The effects of mind-body training on stress reduction, positive affect, and plasma catecholamines.

This study was designed to assess the association between stress, positive affect and catecholamine levels in meditation and control groups. The meditation group consisted of 67 subjects who regularly engaged in mind-body training of "Brain-Wave Vibration" and the control group consisted of 57 healthy subjects. Plasma catecholamine (norepinephrine (NE), epinephrine (E), and dopamine (DA)) levels were measured, and a modified form of the Stress Response Inventory (SRI-MF) and the Positive Affect and Negative Affect Scale (PANAS) were administered.

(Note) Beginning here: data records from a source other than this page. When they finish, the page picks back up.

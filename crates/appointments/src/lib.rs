//! Dermatologist appointments module.
//!
//! Booking and status lifecycle rules, implemented purely as deterministic
//! domain logic (no IO, no HTTP, no storage).

pub mod appointment;

pub use appointment::{Appointment, AppointmentStatus, BookAppointment};
//! Uploaded image bytes.

use std::collections::HashMap;
use std::io::ErrorKind;
use std::path::PathBuf;
use std::sync::RwLock;

use async_trait::async_trait;
use thiserror::Error;

use aurora_core::ImageId;

#[derive(Debug, Error)]
pub enum ImageStoreError {
    #[error("image not found")]
    NotFound,

    #[error("image storage io error: {0}")]
    Io(#[from] std::io::Error),

    #[error("image storage unavailable")]
    Unavailable,
}

#[async_trait]
pub trait ImageStore: Send + Sync {
    async fn save(&self, id: ImageId, bytes: Vec<u8>) -> Result<(), ImageStoreError>;
    async fn load(&self, id: ImageId) -> Result<Vec<u8>, ImageStoreError>;
}

/// Keeps images in process memory. Used when no upload directory is configured.
#[derive(Debug, Default)]
pub struct InMemoryImageStore {
    inner: RwLock<HashMap<ImageId, Vec<u8>>>,
}

impl InMemoryImageStore {
    pub fn new() -> Self {
        Self::default()
    }
}

#[async_trait]
impl ImageStore for InMemoryImageStore {
    async fn save(&self, id: ImageId, bytes: Vec<u8>) -> Result<(), ImageStoreError> {
        let mut map = self.inner.write().map_err(|_| ImageStoreError::Unavailable)?;
        map.insert(id, bytes);
        Ok(())
    }

    async fn load(&self, id: ImageId) -> Result<Vec<u8>, ImageStoreError> {
        let map = self.inner.read().map_err(|_| ImageStoreError::Unavailable)?;
        map.get(&id).cloned().ok_or(ImageStoreError::NotFound)
    }
}

/// Stores each image as `<root>/<image id>` on local disk.
#[derive(Debug, Clone)]
pub struct LocalDiskImageStore {
    root: PathBuf,
}

impl LocalDiskImageStore {
    /// Create the store, creating `root` if needed.
    pub async fn open(root: impl Into<PathBuf>) -> Result<Self, ImageStoreError> {
        let root = root.into();
        tokio::fs::create_dir_all(&root).await?;
        Ok(Self { root })
    }

    fn path_for(&self, id: ImageId) -> PathBuf {
        self.root.join(id.to_string())
    }
}

#[async_trait]
impl ImageStore for LocalDiskImageStore {
    async fn save(&self, id: ImageId, bytes: Vec<u8>) -> Result<(), ImageStoreError> {
        tokio::fs::write(self.path_for(id), bytes).await?;
        Ok(())
    }

    async fn load(&self, id: ImageId) -> Result<Vec<u8>, ImageStoreError> {
        match tokio::fs::read(self.path_for(id)).await {
            Ok(bytes) => Ok(bytes),
            Err(e) if e.kind() == ErrorKind::NotFound => Err(ImageStoreError::NotFound),
            Err(e) => Err(e.into()),
        }
    }
}
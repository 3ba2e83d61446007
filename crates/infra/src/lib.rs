//! Infrastructure layer: storage, image bytes, external classifier service.

pub mod classifier;
pub mod image_store;
pub mod records;
pub mod store;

The meditation group showed higher scores on positive affect (p=.019) and lower scores on stress (p<.001) compared with the control group. Plasma DA levels were also higher in the meditation (p=.031) than in the control group. The control group demonstrated a negative correlation between stress and positive affects (r=-.408, p=.002), whereas this correlation was not observed in the meditation group. The control group showed positive correlations between somatization and NE/E (r=.267, p=.045) and DA/E (r=.271, p=.042) ratios, whereas these correlations did not emerge in the meditation group. In conclusion, these results suggest that meditation as mind-body training is associated with lower stress, higher positive affect and higher plasma DA levels when comparing the meditation group with the control group. Thus, mind-body training may influence stress, positive affect and the sympathetic nervous system including DA activity.